Court of Appeals of the State of New York
Jun 3, 1904
178 N.Y. 525 (N.Y. 1904)

Summary

In Mack v. Latta (supra, 529) the court said: "So if plaintiff had brought this action against the corporation alone and obtained a judgment cancelling the contract and awarding him the $100,000 advanced, with interest, and he should have failed to collect from the corporation by reason of its lack of assets, he could undoubtedly have collected the balance unpaid in an action at law against the officers whose fraudulent representations had induced the contract.

Summary of this case from Turner Lumber Co. v. Lacey

Opinion

Argued May 11, 1904

Decided June 3, 1904

Courtland V. Anable and De Lancey Nicoll for appellant. William J. Fanning for Martin Maloney, respondent.

Adrian H. Joline and Arthur H. Van Brunt for William J. Latta, respondent.
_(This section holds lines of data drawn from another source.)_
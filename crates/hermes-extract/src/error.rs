//! Extraction error types.

use std::fmt;

use http::StatusCode;
use thiserror::Error;

use hermes_core::HttpError;

/// Part of the request a value was being read from.
#[derive(Debug, Clone, Copy, PartialEq, Eq)]
pub enum ExtractionSource {
    /// Path parameters
    Path,
    /// Query string
    Query,
    /// Headers
    Header,
    /// `Cookie` header
    Cookie,
    /// Request body
    Body,
    /// `multipart/form-data` body
    Multipart,
}

impl fmt::Display for ExtractionSource {
    fn fmt(&self, f: &mut fmt::Formatter<'_>) -> fmt::Result {
        f.write_str(match self {
            Self::Path => "path",
            Self::Query => "query",
            Self::Header => "header",
            Self::Cookie => "cookie",
            Self::Body => "body",
            Self::Multipart => "multipart",
        })
    }
}

/// Error raised while reading a value out of a request.
///
/// Converts into an [`HttpError`] with a client-error status.
///
/// # Example
///
/// ```rust
/// use hermes_extract::{ExtractionError, ExtractionSource};
/// use http::StatusCode;
///
/// let err = ExtractionError::invalid_json(ExtractionSource::Body, "{oops");
/// assert_eq!(err.status_code(), StatusCode::BAD_REQUEST);
///
/// let http: hermes_core::HttpError = err.into();
/// assert_eq!(http.name(), "ParseJsonError");
/// ```
#[derive(Debug, Error)]
pub enum ExtractionError {
    /// The value is not valid JSON.
    #[error("invalid JSON in {origin}: {value}")]
    InvalidJson {
        /// Where the value came from.
        origin: ExtractionSource,
        /// Offending text.
        value: String,
    },

    /// The value could not be decoded.
    #[error("cannot decode {origin} value `{field}`: {reason}")]
    InvalidEncoding {
        /// Where the value came from.
        origin: ExtractionSource,
        /// Field being decoded.
        field: String,
        /// Decoder message.
        reason: String,
    },

    /// The request body is not of the expected media type.
    #[error("unsupported media type: expected {expected}, got {}", .actual.as_deref().unwrap_or("none"))]
    UnsupportedMediaType {
        /// Expected media type.
        expected: &'static str,
        /// Received media type.
        actual: Option<String>,
    },

    /// The body or one of its parts exceeds a size limit.
    #[error("payload too large: {actual} bytes exceeds limit of {limit} bytes")]
    PayloadTooLarge {
        /// Configured limit.
        limit: usize,
        /// Received size.
        actual: usize,
    },

    /// The multipart body is malformed or exceeds the field count.
    #[error("malformed multipart body: {0}")]
    Multipart(String),
}

impl ExtractionError {
    /// The value is not valid JSON.
    pub fn invalid_json(origin: ExtractionSource, value: impl Into<String>) -> Self {
        Self::InvalidJson {
            origin,
            value: value.into(),
        }
    }

    /// The value could not be decoded.
    pub fn invalid_encoding(
        origin: ExtractionSource,
        field: impl Into<String>,
        reason: impl fmt::Display,
    ) -> Self {
        Self::InvalidEncoding {
            origin,
            field: field.into(),
            reason: reason.to_string(),
        }
    }

    /// Status used when this error reaches the client.
    #[must_use]
    pub fn status_code(&self) -> StatusCode {
        match self {
            Self::InvalidJson { .. } | Self::InvalidEncoding { .. } | Self::Multipart(_) => {
                StatusCode::BAD_REQUEST
            }
            Self::UnsupportedMediaType { .. } => StatusCode::UNSUPPORTED_MEDIA_TYPE,
            Self::PayloadTooLarge { .. } => StatusCode::PAYLOAD_TOO_LARGE,
        }
    }

    fn error_name(&self) -> &'static str {
        match self {
            Self::InvalidJson { .. } => "ParseJsonError",
            Self::InvalidEncoding { .. } | Self::Multipart(_) => "BadRequestError",
            Self::UnsupportedMediaType { .. } => "UnsupportedMediaTypeError",
            Self::PayloadTooLarge { .. } => "PayloadTooLargeError",
        }
    }
}

impl From<ExtractionError> for HttpError {
    fn from(err: ExtractionError) -> Self {
        match &err {
            ExtractionError::InvalidJson { value, .. } => HttpError::parse_json(value),
            _ => HttpError::new(err.error_name(), err.to_string()).with_status(err.status_code()),
        }
    }
}
impl<'s, C: Send + Sync + 'static> ControllerDecl<'s, C> {
    fn declare(
        storage: &'s mut MetadataArgsStorage,
        route: RoutePath,
        json: bool,
        factory: Option<Factory>,
    ) -> Self {
        let args = ControllerMetadataArgs {
            target: TargetId::of::<C>(),
            route: Some(route),
            json,
            factory,
        };
        storage.add_controller(args.clone());
        Self {
            storage,
            args,
            _controller: PhantomData,
        }
    }

    /// Makes responses JSON by default.
    #[must_use]
    pub fn json(mut self) -> Self {
        self.args.json = true;
        self.storage.add_controller(self.args.clone());
        self
    }

    /// Declares an action.
    pub fn action<F, Fut, R, E>(
        self,
        action_type: ActionType,
        route: impl Into<RoutePath>,
        method: &str,
        handler: F,
    ) -> ActionDecl<'s, C>
    where
        F: Fn(Arc<C>, Args) -> Fut + Send + Sync + 'static,
        Fut: Future<Output = Result<R, E>> + Send + 'static,
        R: IntoActionResult,
        E: Into<HttpError>,
    {
        self.action_fn(action_type, route, method, ActionFn::new(handler))
    }

    /// Declares an action from an existing [`ActionFn`].
    pub fn action_fn(
        self,
        action_type: ActionType,
        route: impl Into<RoutePath>,
        method: &str,
        handler: ActionFn,
    ) -> ActionDecl<'s, C> {
        let route = route.into();
        self.storage.add_action(ActionMetadataArgs {
            target: self.args.target,
            method: method.to_string(),
            route: (!route.is_empty()).then_some(route),
            action_type,
            handler,
        });
        ActionDecl {
            controller: self,
            method: method.to_string(),
            next_index: 0,
        }
    }

    /// Declares a `GET` action.
    pub fn get<F, Fut, R, E>(self, route: impl Into<RoutePath>, method: &str, handler: F) -> ActionDecl<'s, C>
    where
        F: Fn(Arc<C>, Args) -> Fut + Send + Sync + 'static,
        Fut: Future<Output = Result<R, E>> + Send + 'static,
        R: IntoActionResult,
        E: Into<HttpError>,
    {
        self.action(ActionType::Get, route, method, handler)
    }

    /// Declares a `POST` action.
    pub fn post<F, Fut, R, E>(self, route: impl Into<RoutePath>, method: &str, handler: F) -> ActionDecl<'s, C>
    where
        F: Fn(Arc<C>, Args) -> Fut + Send + Sync + 'static,
        Fut: Future<Output = Result<R, E>> + Send + 'static,
        R: IntoActionResult,
        E: Into<HttpError>,
    {
        self.action(ActionType::Post, route, method, handler)
    }

    /// Declares a `PUT` action.
    pub fn put<F, Fut, R, E>(self, route: impl Into<RoutePath>, method: &str, handler: F) -> ActionDecl<'s, C>
    where
        F: Fn(Arc<C>, Args) -> Fut + Send + Sync + 'static,
        Fut: Future<Output = Result<R, E>> + Send + 'static,
        R: IntoActionResult,
        E: Into<HttpError>,
    {
        self.action(ActionType::Put, route, method, handler)
    }

    /// Declares a `PATCH` action.
    pub fn patch<F, Fut, R, E>(self, route: impl Into<RoutePath>, method: &str, handler: F) -> ActionDecl<'s, C>
    where
        F: Fn(Arc<C>, Args) -> Fut + Send + Sync + 'static,
        Fut: Future<Output = Result<R, E>> + Send + 'static,
        R: IntoActionResult,
        E: Into<HttpError>,
    {
        self.action(ActionType::Patch, route, method, handler)
    }

    /// Declares a `DELETE` action.
    pub fn delete<F, Fut, R, E>(self, route: impl Into<RoutePath>, method: &str, handler: F) -> ActionDecl<'s, C>
    where
        F: Fn(Arc<C>, Args) -> Fut + Send + Sync + 'static,
        Fut: Future<Output = Result<R, E>> + Send + 'static,
        R: IntoActionResult,
        E: Into<HttpError>,
    {
        self.action(ActionType::Delete, route, method, handler)
    }

    /// Declares an action answering every method.
    pub fn all<F, Fut, R, E>(self, route: impl Into<RoutePath>, method: &str, handler: F) -> ActionDecl<'s, C>
    where
        F: Fn(Arc<C>, Args) -> Fut + Send + Sync + 'static,
        Fut: Future<Output = Result<R, E>> + Send + 'static,
        R: IntoActionResult,
        E: Into<HttpError>,
    {
        self.action(ActionType::All, route, method, handler)
    }

    /// Middleware run before every action of this controller.
    #[must_use]
    pub fn use_before(self, middleware: impl Into<MiddlewareRef>) -> Self {
        self.bind_use(None, middleware.into(), false)
    }

    /// Middleware run after every action of this controller.
    #[must_use]
    pub fn use_after(self, middleware: impl Into<MiddlewareRef>) -> Self {
        self.bind_use(None, middleware.into(), true)
    }

    /// Interceptor for every action of this controller.
    #[must_use]
    pub fn use_interceptor(self, interceptor: impl Into<InterceptorRef>) -> Self {
        self.bind_interceptor(None, interceptor.into())
    }

    fn bind_use(self, method: Option<String>, middleware: MiddlewareRef, after_action: bool) -> Self {
        self.storage.add_use(UseMetadataArgs {
            target: Some(self.args.target),
            method,
            middleware,
            after_action,
        });
        self
    }

    fn bind_interceptor(self, method: Option<String>, interceptor: InterceptorRef) -> Self {
        self.storage.add_use_interceptor(UseInterceptorMetadataArgs {
            target: Some(self.args.target),
            method,
            interceptor,
        });
        self
    }
}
Plaintiff, upon misrepresentations made to him by the two individual defendants — one the president of defendant corporation, the other a director, and member of the executive committee, and who were the chief promoters of the corporation — was induced to subscribe for $500,000 worth of stock. Twenty per cent, $100,000, was called for by the corporation and paid by plaintiff before he became aware that the representations made to him were untrue. As soon as the discovery was made he brought this action on the equity side of the court against the corporation and the two officials who made the misrepresentations. He seeks to have the subscription adjudged void and canceled; to have defendants perpetually enjoined from asserting the validity of the agreement and from bringing or maintaining any action at law or in equity based thereon; and to have judgment against the individual defendants, as well as against the corporation, for the $100,000 paid, with interest. Defendants separately demur to the complaint, and the question presented is whether an action can be maintained in equity against the individual defendants who made the misrepresentations, as well as the corporation receiving the money.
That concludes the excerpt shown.